To appreciate how large these numbers are, if it is possible to solve a puzzle every second, only 31 557 600 (3,1557e+7) puzzles will be solved in a year. Solving a puzzle every second since the beginning of time (estimated 14 billion years ago), only 4,4180e+15 puzzles will be solved. If everyone on earth (approximately 8 billion people) is solving unique Sudoku puzzles at the rate of one a second since the beginning of time, only 3.5345e+27 puzzles will be solved. This number is an infinitesimally small one 8.8 billionth (8.8055e-9) of all possible puzzles.
To date no unique puzzles have been found with less than 17 givens, and only 49158 - 17 givens puzzles have been found. A method to prove the theoretical minimum givens for any unique puzzle is yet to be found.
Wikipedia claims that the largest minimal puzzle found so far has 40 clues.
In a valid puzzle, at least 8 of the 9 digits must occur one or more times as givens. However, meeting this criterion does not presume a puzzle is valid.
1.5. What’s Ahead?#
Chapter Two develops foundational theory that is used in the solving of Sudoku patterns. Chapter Three applies the theory to the actual practical solving of Sudoku patterns. Chapter Four examines generation of puzzles, and Chapter five, the Grading of Puzzles. Lastly Chapter Six describes the software developed for this project.
1.6. Intended Audience#
The intended audience are people who have at least mastered the basics of Sudoku, and are seeking to improve their skills. Many excellent sources on the internet do a better job than I in covering the basics. I defer to them.

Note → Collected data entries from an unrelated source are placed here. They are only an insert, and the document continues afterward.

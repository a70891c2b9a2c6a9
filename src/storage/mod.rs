//! # Chat and Roll Mirror
//!
//! A best-effort copy of lobby activity in a sled database. The in-memory
//! lobby state is always authoritative; the mirror exists so operators can
//! look back at what happened (`tavernkeep status`) after the fact.
//!
//! ## Trees
//!
//! - `chat` - one record per chat entry, keyed `lobby \0 timestamp-id`
//! - `rolls` - one record per dice roll, same key scheme
//! - `lobbies` - one upserted [LobbyMeta] per lobby name
//!
//! Values are bincode-encoded.
//!
//! ## Non-blocking writes
//!
//! The hub never touches sled directly. It hands records to a [MirrorHandle],
//! which queues them for a dedicated writer thread. Write failures are logged
//! and counted in [crate::metrics] and go no further.

use std::path::Path;
use std::thread::JoinHandle;

use chrono::{DateTime, Utc};
use serde::{Deserialize, Serialize};
use sled::IVec;
use thiserror::Error;
use tokio::sync::mpsc;

use crate::lobby::{ChatEntry, Lobby, RollEntry};
use crate::logutil::escape_log;
use crate::metrics;

const TREE_CHAT: &str = "chat";
const TREE_ROLLS: &str = "rolls";
const TREE_LOBBIES: &str = "lobbies";

fn next_timestamp_nanos() -> i64 {
    let now = Utc::now();
    now.timestamp_nanos_opt()
        .unwrap_or_else(|| now.timestamp_micros() * 1000)
}

#[derive(Debug, Error)]
pub enum MirrorError {
    #[error("sled error: {0}")]
    Sled(#[from] sled::Error),

    #[error("serialization error: {0}")]
    Bincode(#[from] bincode::Error),

    #[error("io error: {0}")]
    Io(#[from] std::io::Error),
}

/// Lobby metadata as mirrored; never includes the password hash itself.
#[derive(Debug, Clone, PartialEq, Eq, Serialize, Deserialize)]
pub struct LobbyMeta {
    pub name: String,
    pub has_password: bool,
    pub gm: Option<String>,
    pub updated_at: DateTime<Utc>,
}

impl LobbyMeta {
    pub fn of(lobby: &Lobby) -> Self {
        LobbyMeta {
            name: lobby.name.clone(),
            has_password: lobby.password_hash.is_some(),
            gm: lobby.gm.clone(),
            updated_at: lobby.updated_at,
        }
    }
}

#[derive(Debug, Clone, PartialEq)]
pub enum MirrorRecord {
    Chat(ChatEntry),
    Roll(RollEntry),
    Lobby(LobbyMeta),
}

/// Sled-backed mirror. Cloning shares the same database.
#[derive(Clone)]
pub struct MirrorStore {
    db: sled::Db,
    chat: sled::Tree,
    rolls: sled::Tree,
    lobbies: sled::Tree,
}

impl MirrorStore {
    /// Open (or create) the mirror rooted at `path`.
    pub fn open<P: AsRef<Path>>(path: P) -> Result<Self, MirrorError> {
        let path_ref = path.as_ref();
        std::fs::create_dir_all(path_ref)?;
        let db = sled::open(path_ref)?;
        let chat = db.open_tree(TREE_CHAT)?;
        let rolls = db.open_tree(TREE_ROLLS)?;
        let lobbies = db.open_tree(TREE_LOBBIES)?;
        Ok(MirrorStore {
            db,
            chat,
            rolls,
            lobbies,
        })
    }

    fn lobby_prefix(lobby: &str) -> Vec<u8> {
        let mut p = lobby.as_bytes().to_vec();
        p.push(0);
        p
    }

    fn entry_key(lobby: &str, id: u64) -> Vec<u8> {
        let mut k = Self::lobby_prefix(lobby);
        k.extend_from_slice(format!("{:020}-{:010}", next_timestamp_nanos(), id).as_bytes());
        k
    }

    fn serialize<T: Serialize>(value: &T) -> Result<Vec<u8>, MirrorError> {
        Ok(bincode::serialize(value)?)
    }

    fn deserialize<T: serde::de::DeserializeOwned>(bytes: IVec) -> Result<T, MirrorError> {
        Ok(bincode::deserialize::<T>(&bytes)?)
    }

    pub fn write(&self, record: &MirrorRecord) -> Result<(), MirrorError> {
        match record {
            MirrorRecord::Chat(entry) => {
                self.chat
                    .insert(Self::entry_key(&entry.lobby, entry.id), Self::serialize(entry)?)?;
            }
            MirrorRecord::Roll(entry) => {
                self.rolls
                    .insert(Self::entry_key(&entry.lobby, entry.id), Self::serialize(entry)?)?;
            }
            MirrorRecord::Lobby(meta) => {
                self.lobbies
                    .insert(meta.name.as_bytes(), Self::serialize(meta)?)?;
            }
        }
        Ok(())
    }

    fn scan<T: serde::de::DeserializeOwned>(tree: &sled::Tree, lobby: &str, limit: usize) -> Result<Vec<T>, MirrorError> {
        let mut out = Vec::new();
        for entry in tree.scan_prefix(Self::lobby_prefix(lobby)).rev().take(limit) {
            let (_, bytes) = entry?;
            out.push(Self::deserialize(bytes)?);
        }
        out.reverse();
        Ok(out)
    }

    /// Last `limit` chat entries for `lobby`, oldest first.
    pub fn recent_chat(&self, lobby: &str, limit: usize) -> Result<Vec<ChatEntry>, MirrorError> {
        Self::scan(&self.chat, lobby, limit)
    }

    pub fn recent_rolls(&self, lobby: &str, limit: usize) -> Result<Vec<RollEntry>, MirrorError> {
        Self::scan(&self.rolls, lobby, limit)
    }

    pub fn lobbies(&self) -> Result<Vec<LobbyMeta>, MirrorError> {
        let mut out = Vec::new();
        for entry in self.lobbies.iter() {
            let (_, bytes) = entry?;
            out.push(Self::deserialize(bytes)?);
        }
        Ok(out)
    }

    pub fn counts(&self) -> (usize, usize) {
        (self.chat.len(), self.rolls.len())
    }

    pub fn flush(&self) -> Result<(), MirrorError> {
        self.db.flush()?;
        Ok(())
    }
}

/// Fire-and-forget front of the mirror.
#[derive(Clone)]
pub struct MirrorHandle {
    tx: mpsc::UnboundedSender<MirrorRecord>,
}

impl MirrorHandle {
    /// Start the writer thread. It exits, flushing, once every handle is dropped.
    pub fn spawn(store: MirrorStore) -> Result<(MirrorHandle, JoinHandle<()>), MirrorError> {
        let (tx, mut rx) = mpsc::unbounded_channel::<MirrorRecord>();
        let join = std::thread::Builder::new()
            .name("mirror-writer".into())
            .spawn(move || {
                while let Some(record) = rx.blocking_recv() {
                    match store.write(&record) {
                        Ok(()) => metrics::inc_mirror_writes(),
                        Err(e) => {
                            metrics::inc_mirror_failures();
                            log::warn!("Mirror write failed: {}", e);
                        }
                    }
                }
                if let Err(e) = store.flush() {
                    log::warn!("Mirror flush failed: {}", e);
                }
                log::debug!("Mirror writer stopped");
            })?;
        Ok((MirrorHandle { tx }, join))
    }

    pub fn record(&self, record: MirrorRecord) {
        if self.tx.send(record).is_err() {
            metrics::inc_mirror_failures();
            log::warn!("Mirror writer is gone; record dropped");
        }
    }

    pub fn chat(&self, entry: &ChatEntry) {
        self.record(MirrorRecord::Chat(entry.clone()));
    }

    pub fn roll(&self, entry: &RollEntry) {
        self.record(MirrorRecord::Roll(entry.clone()));
    }

    pub fn lobby(&self, lobby: &Lobby) {
        log::trace!("Mirroring lobby meta for {}", escape_log(&lobby.name));
        self.record(MirrorRecord::Lobby(LobbyMeta::of(lobby)));
    }
}
//! Per-connection message rate limiting.
//!
//! Fixed windows: each connection may send `max_events` messages per window.
//! The first message after a window expires opens a new one.

use std::collections::HashMap;
use std::time::{Duration, Instant};

use crate::config::RateLimitConfig;
use crate::lobby::ConnectionId;

#[derive(Debug, Clone, Copy)]
struct Window {
    started: Instant,
    count: u32,
}

#[derive(Debug)]
pub struct RateLimiter {
    enabled: bool,
    max_events: u32,
    window: Duration,
    windows: HashMap<ConnectionId, Window>,
}

impl RateLimiter {
    pub fn new(cfg: &RateLimitConfig) -> Self {
        RateLimiter {
            enabled: cfg.enabled,
            max_events: cfg.max_events.max(1),
            window: Duration::from_millis(cfg.window_ms.max(1)),
            windows: HashMap::new(),
        }
    }

    pub fn check(&mut self, conn: ConnectionId) -> Result<(), u64> {
        self.check_at(conn, Instant::now())
    }

    /// Count one message at `now`. `Err` carries the milliseconds until the
    /// window reopens.
    pub fn check_at(&mut self, conn: ConnectionId, now: Instant) -> Result<(), u64> {
        if !self.enabled {
            return Ok(());
        }
        let entry = self.windows.entry(conn).or_insert(Window { started: now, count: 0 });
        let elapsed = now.saturating_duration_since(entry.started);
        if elapsed >= self.window {
            *entry = Window { started: now, count: 0 };
        }
        if entry.count >= self.max_events {
            let remaining = self.window.saturating_sub(now.saturating_duration_since(entry.started));
            return Err(remaining.as_millis().max(1) as u64);
        }
        entry.count += 1;
        Ok(())
    }

    pub fn forget(&mut self, conn: ConnectionId) {
        self.windows.remove(&conn);
    }
}

#[cfg(test)]
mod tests {
    use super::*;

    fn limiter(max: u32, ms: u64) -> RateLimiter {
        RateLimiter::new(&RateLimitConfig { enabled: true, max_events: max, window_ms: ms })
    }

    #[test]
    fn blocks_after_budget_then_reopens() {
        let mut rl = limiter(3, 1000);
        let t0 = Instant::now();
        let c = ConnectionId(1);
        for _ in 0..3 {
            assert!(rl.check_at(c, t0).is_ok());
        }
        let retry = rl.check_at(c, t0 + Duration::from_millis(400)).unwrap_err();
        assert_eq!(retry, 600);
        assert!(rl.check_at(ConnectionId(2), t0).is_ok(), "budgets are per connection");
        assert!(rl.check_at(c, t0 + Duration::from_millis(1000)).is_ok());
    }

    #[test]
    fn disabled_never_blocks() {
        let mut rl = RateLimiter::new(&RateLimitConfig { enabled: false, max_events: 1, window_ms: 1000 });
        let t0 = Instant::now();
        for _ in 0..10 {
            assert!(rl.check_at(ConnectionId(1), t0).is_ok());
        }
    }
}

Static pages do not have a comment mechanism like blogs. Please feel free to comment here, and I will endeavour to review and include community comments and contributions.
1.7. Acknowledgements#
I acknowledge the Sudoku Community, the many reports, web-pages, and videos found on the Internet. This tomb brings together many, many related bits of information. If anything is original here, it is the insights and conclusions gained from the collective works before me.
A complete list acknowledging all the media contributing to my understanding would be so vast, incomplete and constantly changing thereby diluting its intent.
Sources of information and puzzles are acknowledged throughout the text. A list of references is included too. Some sources have been lost. I apologise for this. Please contact me if you notice information from a source that needs acknowledgement. I fear that with the passage of time, linked references will disappear, frustrating readers seeking sources. For this too, I apologise in advance.